» TASK INSTRUCTIONS
Lines from the records below that contain the word "const" are to be copied out.
= Beginning of Section =
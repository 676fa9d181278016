//! Learner progress, achievements, and chart data.

use serde::{Deserialize, Serialize};

/// The learner's progress row. The server is authoritative for leveling;
/// the client only draws it (see [`crate::leveling`]).
#[derive(Debug, Clone, Serialize, Deserialize, PartialEq, Default)]
pub struct Progress {
    #[serde(default = "default_level")]
    pub level: i64,
    #[serde(default)]
    pub total_xp: i64,
    #[serde(default)]
    pub current_streak: i64,
    #[serde(default)]
    pub longest_streak: i64,
    #[serde(default)]
    pub lessons_completed: i64,
    #[serde(default)]
    pub quizzes_completed: i64,
    #[serde(default)]
    pub reviews_completed: i64,
    #[serde(default)]
    pub last_activity_date: Option<String>,
}

fn default_level() -> i64 {
    1
}

/// One achievement with its unlock state, from `GET /achievements`.
#[derive(Debug, Clone, Serialize, Deserialize, PartialEq)]
pub struct Achievement {
    pub key: String,
    pub name: String,
    #[serde(default)]
    pub description: String,
    #[serde(default)]
    pub unlocked: bool,
}

/// XP earned on one day, for the progress charts.
#[derive(Debug, Clone, Deserialize, PartialEq)]
pub struct DailyXp {
    pub date: String,
    #[serde(default)]
    pub xp: i64,
}

/// Response from `GET /progress/charts`.
#[derive(Debug, Clone, Deserialize, Default)]
pub struct ChartData {
    #[serde(default)]
    pub daily_xp: Vec<DailyXp>,
}

#[cfg(test)]
mod tests {
    use super::*;

    #[test]
    fn test_progress_defaults() {
        let progress: Progress = serde_json::from_str("{}").unwrap();
        assert_eq!(progress.level, 1);
        assert_eq!(progress.total_xp, 0);
    }

    #[test]
    fn test_progress_full_row() {
        let json = r#"{
            "user_id": 1, "total_xp": 420, "level": 3,
            "current_streak": 5, "longest_streak": 9,
            "lessons_completed": 7, "quizzes_completed": 4, "reviews_completed": 12,
            "last_activity_date": "2026-08-29"
        }"#;
        let progress: Progress = serde_json::from_str(json).unwrap();
        assert_eq!(progress.level, 3);
        assert_eq!(progress.total_xp, 420);
        assert_eq!(progress.current_streak, 5);
    }

    #[test]
    fn test_achievement_unlocked_flag() {
        let json = r#"{"key": "streak_3", "name": "On a Roll",
                       "description": "3-day learning streak", "unlocked": true}"#;
        let achievement: Achievement = serde_json::from_str(json).unwrap();
        assert!(achievement.unlocked);
    }
}
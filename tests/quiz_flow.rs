//! Quiz flow against the mock HTTP client, including the double-submit
//! guard.

use std::sync::Arc;
use std::time::Duration;

use tokio::sync::mpsc::{self, UnboundedReceiver};

use mentor::adapters::mock::MockHttpClient;
use mentor::api::ApiClient;
use mentor::app::messages::{AppMessage, ViewEvent};
use mentor::views::{QuizView, ViewContext};

const BASE: &str = "http://test";

const QUIZ_JSON: &str = r#"{
    "quiz_id": 42,
    "skill_id": 1,
    "questions": [
        {"type": "multiple_choice", "question": "Pick", "options": ["A", "B"], "correct_answer": "B"}
    ]
}"#;

fn setup(mock: &MockHttpClient) -> (ViewContext, UnboundedReceiver<AppMessage>) {
    mock.set_json_response(&format!("{BASE}/api/lessons/3/quiz"), QUIZ_JSON);
    mock.set_json_response(
        &format!("{BASE}/api/quizzes/submit"),
        r#"{"xp_earned": 20, "new_achievements": []}"#,
    );
    let client = Arc::new(ApiClient::new(BASE, Arc::new(mock.clone())));
    let (tx, rx) = mpsc::unbounded_channel();
    (
        ViewContext {
            client,
            tx,
            generation: 1,
        },
        rx,
    )
}

async fn next_event(rx: &mut UnboundedReceiver<AppMessage>) -> ViewEvent {
    match tokio::time::timeout(Duration::from_secs(1), rx.recv())
        .await
        .expect("no message arrived")
        .expect("channel closed")
    {
        AppMessage::View { event, .. } => event,
        other => panic!("unexpected message: {other:?}"),
    }
}

#[tokio::test]
async fn finishing_twice_submits_exactly_once() {
    let mock = MockHttpClient::new();
    let (ctx, mut rx) = setup(&mock);
    let mut view = QuizView::mount(3, ctx);
    let loaded = next_event(&mut rx).await;
    view.apply(loaded);

    view.select_next_option();
    view.check_answer();
    assert!(view.answers[&0].correct);

    view.finish();
    view.finish();
    let submitted = next_event(&mut rx).await;
    view.apply(submitted);

    assert_eq!(mock.count_requests("POST", "/api/quizzes/submit"), 1);
    assert_eq!(view.result.as_ref().unwrap().xp_earned, 20);

    // Nothing else was spawned by the second call.
    assert!(
        tokio::time::timeout(Duration::from_millis(100), rx.recv())
            .await
            .is_err()
    );
    assert_eq!(mock.count_requests("POST", "/api/quizzes/submit"), 1);
}

#[tokio::test]
async fn submitted_score_reflects_correct_count() {
    let mock = MockHttpClient::new();
    let (ctx, mut rx) = setup(&mock);
    let mut view = QuizView::mount(3, ctx);
    let loaded = next_event(&mut rx).await;
    view.apply(loaded);

    // Answer wrong on purpose: score should be 0 of 1.
    view.check_answer();
    assert!(!view.answers[&0].correct);
    view.finish();
    let _ = next_event(&mut rx).await;

    let submit = mock
        .requests()
        .into_iter()
        .find(|r| r.url.contains("/quizzes/submit"))
        .expect("submit request recorded");
    let body: serde_json::Value = serde_json::from_str(submit.body.as_deref().unwrap()).unwrap();
    assert_eq!(body["score"], 0.0);
    assert_eq!(body["quiz_id"], 42);
    assert_eq!(body["answers"]["0"]["correct"], false);
}
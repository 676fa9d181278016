//! Spaced-repetition review types. The scheduling algorithm lives on the
//! server; the client only displays cards and posts quality ratings.

use serde::{Deserialize, Serialize};

/// A due flashcard from the review queue.
#[derive(Debug, Clone, Serialize, Deserialize, PartialEq)]
pub struct ReviewCard {
    pub id: i64,
    #[serde(default)]
    pub lesson_id: Option<i64>,
    pub question: String,
    pub answer: String,
    #[serde(default)]
    pub lesson_topic: Option<String>,
    #[serde(default)]
    pub next_review_at: Option<String>,
    #[serde(default)]
    pub repetitions: Option<i64>,
}

/// Response from `GET /review/queue`.
#[derive(Debug, Clone, Deserialize, Default)]
pub struct ReviewQueue {
    #[serde(default)]
    pub cards: Vec<ReviewCard>,
}

/// Recall quality rating, mapped to the server's 0/3/4/5 scale.
#[derive(Debug, Clone, Copy, PartialEq, Eq)]
pub enum Quality {
    Again,
    Hard,
    Good,
    Easy,
}

impl Quality {
    /// The numeric value the server expects.
    pub fn as_i64(self) -> i64 {
        match self {
            Quality::Again => 0,
            Quality::Hard => 3,
            Quality::Good => 4,
            Quality::Easy => 5,
        }
    }

    pub fn label(self) -> &'static str {
        match self {
            Quality::Again => "Again",
            Quality::Hard => "Hard",
            Quality::Good => "Good",
            Quality::Easy => "Easy",
        }
    }
}

/// Request body for `POST /review/{id}/rate`.
#[derive(Debug, Clone, Serialize)]
pub struct RateRequest {
    pub quality: i64,
}

/// Response from `POST /review/{id}/rate`.
#[derive(Debug, Clone, Deserialize, Default)]
pub struct RateResult {
    #[serde(default)]
    pub xp_earned: i64,
    #[serde(default)]
    pub next_review_days: i64,
    #[serde(default)]
    pub new_achievements: Vec<crate::models::Achievement>,
}

#[cfg(test)]
mod tests {
    use super::*;

    #[test]
    fn test_quality_values_match_server_scale() {
        assert_eq!(Quality::Again.as_i64(), 0);
        assert_eq!(Quality::Hard.as_i64(), 3);
        assert_eq!(Quality::Good.as_i64(), 4);
        assert_eq!(Quality::Easy.as_i64(), 5);
    }

    #[test]
    fn test_queue_with_joined_topic() {
        let json = r#"{"cards": [{
            "id": 9, "lesson_id": 4,
            "question": "What is ownership?",
            "answer": "One owner per value.",
            "lesson_topic": "Ownership"
        }]}"#;
        let queue: ReviewQueue = serde_json::from_str(json).unwrap();
        assert_eq!(queue.cards.len(), 1);
        assert_eq!(queue.cards[0].lesson_topic.as_deref(), Some("Ownership"));
    }

    #[test]
    fn test_empty_queue_default() {
        let queue: ReviewQueue = serde_json::from_str("{}").unwrap();
        assert!(queue.cards.is_empty());
    }
}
= End of Section =
» RESPONSE
const BASE: &str = "http://test";
const QUIZ_JSON: &str = r#"{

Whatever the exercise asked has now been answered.